The mechanisms of somatostatin (SRIH) action on thyroid-stimulating hormone (TSH) secretion were examined using human TSH-secreting adenoma cells. SRIH (10(-7) M) inhibited TSH secretion through a pertussis toxin-sensitive G protein. SRIH also inhibited forskolin- and 8-bromo-adenosine 3',5'-cyclic monophosphate (8-BrcAMP)-induced TSH secretion. The mechanisms of this inhibition were investigated by measuring intracellular Ca2+ concentration ([Ca2+](i)) and by electrophysiological experiments. Application of 10(-7) M SRIH reduced the [Ca2+](i), whereas forskolin and 8-BrcAMP increased the [Ca2+](i).
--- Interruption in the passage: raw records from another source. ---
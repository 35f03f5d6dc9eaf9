use clap::{Parser, Subcommand};

#[derive(Parser)]
#[command(name = "jjxcapital", about = "JJXCAPITAL arbitrage/P2P trade journal")]
pub struct Cli {
    #[command(subcommand)]
    pub command: Commands,
}

#[derive(Subcommand)]
pub enum Commands {
    /// Register a new account (signs you in)
    Register {
        email: String,
        password: String,
        /// Display name shown on the profile
        #[arg(long)]
        name: Option<String>,
    },
    /// Sign in with email and password
    Login { email: String, password: String },
    /// Sign out
    Logout,
    /// Show the current profile
    Whoami,
    /// Save a trade operation (profit = sell - buy, derived on save)
    Save {
        /// Base asset symbol (e.g. BTC)
        base: String,
        /// Quote asset symbol (e.g. USDT)
        quote: String,
        /// Buy price; blank or unparseable defaults to 0
        price_buy: String,
        /// Sell price; blank or unparseable defaults to 0
        price_sell: String,
        /// Exchange the trade ran on
        #[arg(long)]
        exchange: Option<String>,
        /// Free-text note
        #[arg(long)]
        note: Option<String>,
        /// Trade date (YYYY-MM-DD)
        #[arg(long)]
        date: Option<String>,
    },
    /// List operations, newest first
    Ops {
        #[arg(long, default_value = "20")]
        limit: usize,
        /// Only operations created at or after this instant (YYYY-MM-DD or RFC3339)
        #[arg(long)]
        since: Option<String>,
    },
    /// Follow the operation list live; every change re-prints the full snapshot
    Watch,
    /// Profit totals, per-pair breakdown and cumulative chart series
    Summary,
    /// Upgrade to the premium plan
    Upgrade {
        /// Payment method (paypal, binance-pay, blockchain-pay)
        #[arg(long, default_value = "paypal")]
        method: String,
    },
    /// Complete a pending premium checkout
    Confirm {
        /// Order id printed by `upgrade`
        order_id: String,
    },
}
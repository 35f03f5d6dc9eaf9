pub mod link;
pub mod paypal;
pub mod sandbox;
use crate::domain::entities::operation::Operation;
use crate::domain::error::DomainError;
use crate::domain::ports::operation_repository::{OperationFilter, OperationRepository};
use chrono::{DateTime, Utc};
use serde::Serialize;
use std::sync::Arc;

#[derive(Debug, Clone, Serialize)]
pub struct ProfitSummary {
    pub operations: usize,
    pub total_profit: f64,
    pub pairs: Vec<PairProfit>,
    /// Oldest-first cumulative profit, ready to plot.
    pub chart: Vec<ChartPoint>,
}

#[derive(Debug, Clone, Serialize)]
pub struct PairProfit {
    pub pair: String,
    pub operations: usize,
    pub profit: f64,
}

#[derive(Debug, Clone, Serialize)]
pub struct ChartPoint {
    pub at: DateTime<Utc>,
    pub cumulative_profit: f64,
}

pub struct SummaryUseCase {
    repo: Arc<dyn OperationRepository>,
}

impl SummaryUseCase {
    pub fn new(repo: Arc<dyn OperationRepository>) -> Self {
        Self { repo }
    }

    pub async fn execute(&self, owner_id: &str) -> Result<ProfitSummary, DomainError> {
        let ops = self
            .repo
            .list(owner_id, &OperationFilter::default())
            .await?;
        Ok(summarize(&ops))
    }
}

/// Pure aggregation over a newest-first list, as the repository returns it.
pub fn summarize(ops: &[Operation]) -> ProfitSummary {
    let total_profit = ops.iter().map(|o| o.profit).sum();

    let mut pairs: Vec<PairProfit> = Vec::new();
    for op in ops {
        let pair = op.pair();
        match pairs.iter_mut().find(|p| p.pair == pair) {
            Some(p) => {
                p.operations += 1;
                p.profit += op.profit;
            }
            None => pairs.push(PairProfit {
                pair,
                operations: 1,
                profit: op.profit,
            }),
        }
    }

    let mut chart = Vec::with_capacity(ops.len());
    let mut running = 0.0;
    for op in ops.iter().rev() {
        running += op.profit;
        chart.push(ChartPoint {
            at: op.created_at,
            cumulative_profit: running,
        });
    }

    ProfitSummary {
        operations: ops.len(),
        total_profit,
        pairs,
        chart,
    }
}
use std::sync::Arc;

use hidebox_bridge::{BridgeConfig, PageEndpoint, TabHost, TabId, TabInfo, TabRegistry};
use hidebox_cli::content::SharedPage;
use hidebox_cli::{Config, Controller, InstallReason, PageRuntime, TabStatus};
use hidebox_core_types::markers::HIDDEN_CLASS;
use hidebox_core_types::{now_millis, Rule};
use hidebox_dom::{DocumentHandle, ElementSpec, PageFixture, SyntheticDocument};
use hidebox_rule_store::{InMemoryStore, RuleRepository};
use hidebox_selection_session::TracingSink;
use parking_lot::Mutex;
use serde_json::json;
use tokio_util::sync::CancellationToken;

type Pages = Arc<Mutex<Vec<(TabId, SharedPage<SyntheticDocument>)>>>;

struct Harness {
    repo: RuleRepository,
    registry: Arc<TabRegistry>,
    controller: Arc<Controller>,
    pages: Pages,
}

fn harness() -> Harness {
    let repo = RuleRepository::new(Arc::new(InMemoryStore::new()), "1.0.0");
    let pages: Pages = Arc::default();

    let injector_repo = repo.clone();
    let injector_pages = pages.clone();
    let registry = TabRegistry::new(&BridgeConfig::default()).with_injector(Arc::new(
        move |tab: &TabInfo| -> Result<Arc<dyn PageEndpoint>, String> {
            let doc = SyntheticDocument::from_fixture(
                &PageFixture::new(tab.url.clone())
                    .element(ElementSpec::new("div").class("ad-slot").text("Sponsored"))
                    .element(ElementSpec::new("article").text("Story")),
            )
            .map_err(|err| err.to_string())?;
            let mut runtime = PageRuntime::new(
                doc,
                injector_repo.clone(),
                Arc::new(TracingSink),
                &Config::default(),
            );
            runtime.attach();
            let page = SharedPage::new(runtime);
            injector_pages.lock().push((tab.id, page.clone()));
            Ok(Arc::new(page))
        },
    ));
    let registry = Arc::new(registry);
    let host: Arc<dyn TabHost> = registry.clone();
    let controller = Arc::new(Controller::new(repo.clone(), host, &Config::default()));
    Harness {
        repo,
        registry,
        controller,
        pages,
    }
}

fn page(pages: &Pages, tab: TabId) -> SharedPage<SyntheticDocument> {
    pages
        .lock()
        .iter()
        .rev()
        .find(|(id, _)| *id == tab)
        .map(|(_, page)| page.clone())
        .expect("page injected")
}

async fn hidden_slots(page: &SharedPage<SyntheticDocument>) -> usize {
    let runtime = page.0.lock().await;
    let doc = runtime.doc();
    doc.query_selector_all(".ad-slot")
        .unwrap()
        .into_iter()
        .filter(|node| doc.has_class(*node, HIDDEN_CLASS))
        .count()
}

#[tokio::test]
async fn completed_load_injects_and_pushes_rules() {
    let h = harness();
    h.controller.on_installed(InstallReason::Install).await.unwrap();
    h.repo
        .append_rule("example.com", Rule::new(".ad-slot", 0.7, 1))
        .await
        .unwrap();

    let tab = TabInfo::new(1, "https://example.com/article");
    h.registry.open_tab(tab.clone());

    assert!(!h.controller.on_tab_updated(&tab, TabStatus::Loading).await.unwrap());
    assert!(!h.registry.is_attached(tab.id));

    assert!(h.controller.on_tab_updated(&tab, TabStatus::Complete).await.unwrap());
    assert!(h.registry.is_attached(tab.id));
    assert_eq!(hidden_slots(&page(&h.pages, tab.id)).await, 1);
}

#[tokio::test]
async fn pages_without_rules_or_outside_the_web_are_skipped() {
    let h = harness();
    let internal = TabInfo::new(1, "chrome://settings");
    let bare = TabInfo::new(2, "https://empty.example.org/");
    h.registry.open_tab(internal.clone());
    h.registry.open_tab(bare.clone());

    assert!(!h.controller.on_tab_updated(&internal, TabStatus::Complete).await.unwrap());
    assert!(!h.controller.on_tab_updated(&bare, TabStatus::Complete).await.unwrap());
    assert!(!h.registry.is_attached(bare.id));
}

#[tokio::test]
async fn snoozed_domains_are_left_alone_until_the_alarm_fires() {
    let h = harness();
    h.repo
        .append_rule("example.com", Rule::new(".ad-slot", 0.7, 1))
        .await
        .unwrap();
    let tab = TabInfo::new(3, "https://example.com/");
    h.registry.open_tab(tab.clone());

    let now = now_millis();
    let until = h.controller.snooze_domain(&tab, 10, now).await.unwrap();
    assert_eq!(until, now + 10 * 60_000);
    let alarms = h.controller.scheduled_alarms();
    assert_eq!(alarms.len(), 1);
    assert_eq!(alarms[0].name, "snooze-example.com");

    assert!(!h.controller.on_tab_updated(&tab, TabStatus::Complete).await.unwrap());

    assert!(h.controller.fire_due_alarms(now).await.unwrap().is_empty());
    let fired = h.controller.fire_due_alarms(until).await.unwrap();
    assert_eq!(fired, vec!["snooze-example.com".to_string()]);
    assert_eq!(h.repo.snooze_until("example.com").await.unwrap(), None);
    assert!(h.controller.on_tab_updated(&tab, TabStatus::Complete).await.unwrap());
}

#[tokio::test]
async fn storage_changes_reach_open_tabs() {
    let h = harness();
    let tab = TabInfo::new(4, "https://example.com/");
    h.registry.open_tab(tab.clone());
    h.repo
        .append_rule("example.com", Rule::new("article", 0.5, 1))
        .await
        .unwrap();
    assert!(h.controller.on_tab_updated(&tab, TabStatus::Complete).await.unwrap());
    let page = page(&h.pages, tab.id);
    assert_eq!(hidden_slots(&page).await, 0);

    let cancel = CancellationToken::new();
    let watcher = h.controller.clone().spawn_storage_watcher(cancel.clone());

    h.repo
        .append_rule("example.com", Rule::new(".ad-slot", 0.7, 2))
        .await
        .unwrap();

    let mut hidden = 0;
    for _ in 0..50 {
        hidden = hidden_slots(&page).await;
        if hidden == 1 {
            break;
        }
        tokio::time::sleep(std::time::Duration::from_millis(10)).await;
    }
    assert_eq!(hidden, 1);

    cancel.cancel();
    watcher.await.unwrap();
}

#[tokio::test]
async fn saving_selected_elements_needs_a_sender_tab() {
    let h = harness();
    let tab = TabInfo::new(5, "https://shop.example.com/cart");
    let rule = Rule::new("#upsell", 0.95, 1);
    let message = json!({"action": "saveSelectedElements", "rules": [rule, rule.clone()]});

    let rejected = h.controller.handle_json(message.clone(), None).await;
    assert!(!rejected.ok);
    assert_eq!(rejected.error.as_deref(), Some("Invalid tab"));

    let saved = h.controller.handle_json(message, Some(&tab)).await;
    assert!(saved.ok);
    let rules = h.repo.rules_for_domain("shop.example.com").await.unwrap();
    assert_eq!(rules.len(), 1);
    assert_eq!(rules[0].selector, "#upsell");
}

#[tokio::test]
async fn export_then_import_through_messages() {
    let h = harness();
    h.repo
        .append_rule("example.com", Rule::new(".ad-slot", 0.7, 1))
        .await
        .unwrap();

    let exported = h
        .controller
        .handle_json(json!({"action": "exportAllData"}), None)
        .await;
    let bundle = exported.data.expect("bundle");
    assert!(bundle["domains"]["example.com"].is_object());

    let other = harness();
    let imported = other
        .controller
        .handle_json(json!({"action": "importData", "data": bundle}), None)
        .await;
    assert!(imported.ok);
    assert_eq!(
        other.repo.rules_for_domain("example.com").await.unwrap().len(),
        1
    );

    let broken = other
        .controller
        .handle_json(json!({"action": "importData", "data": {"domains": 7}}), None)
        .await;
    assert!(!broken.ok);

    let stats = other
        .controller
        .handle_json(json!({"action": "getDomainStats", "domain": "example.com"}), None)
        .await;
    assert_eq!(stats.data.unwrap()["rulesCount"], 1);
}

#[tokio::test]
async fn unknown_messages_and_ping() {
    let h = harness();
    assert!(h.controller.handle_json(json!({"action": "ping"}), None).await.is_pong());
    let reply = h.controller.handle_json(json!({"action": "reboot"}), None).await;
    assert_eq!(reply.error.as_deref(), Some("Unknown action"));
}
Simultaneous application of SRIH abolished the forskolin- and the 8-BrcAMP-induced [Ca2+](i) increase, indicating that the SRIH-induced decrease in [Ca2+](i) was independent of the reduction in intracellular cAMP. Under current clamp using the whole cell clamp, 10(-7) M SRIH hyperpolarized the membrane and arrested Ca2+-dependent action potentials, which accounted for the SRIH-induced decrease in [Ca2+](i). Voltage clamp experiments revealed that this membrane hyperpolarization resulted from the activation of an inward-rectifying K+ current through a pertussis toxin-sensitive G protein. Intracellular injection of cAMP (100 mu M) through the patch pipette did not abolish the SRIH-induced K+ current, indicating that the activation of SRIH-induced K+ channels was independent of intracellular cAMP. From these data, we concluded that SRIH-induced membrane hyperpolarization was responsible for the [Ca2+](i) decrease, which in turn inhibited TSH secretion. Application of thyrotropin-releasing hormone (TRH; 10(-7) M) caused an increase in the [Ca2+](i), composed of an initial transient increase followed by a sustained increase. SRIH inhibited the sustained increase in [Ca2+](i). SRIH also inhibited the TRH-induced decrease in the membrane conductance. These phenomena appear to explain the inhibition of TRH-induced TSH secretion by SRIH.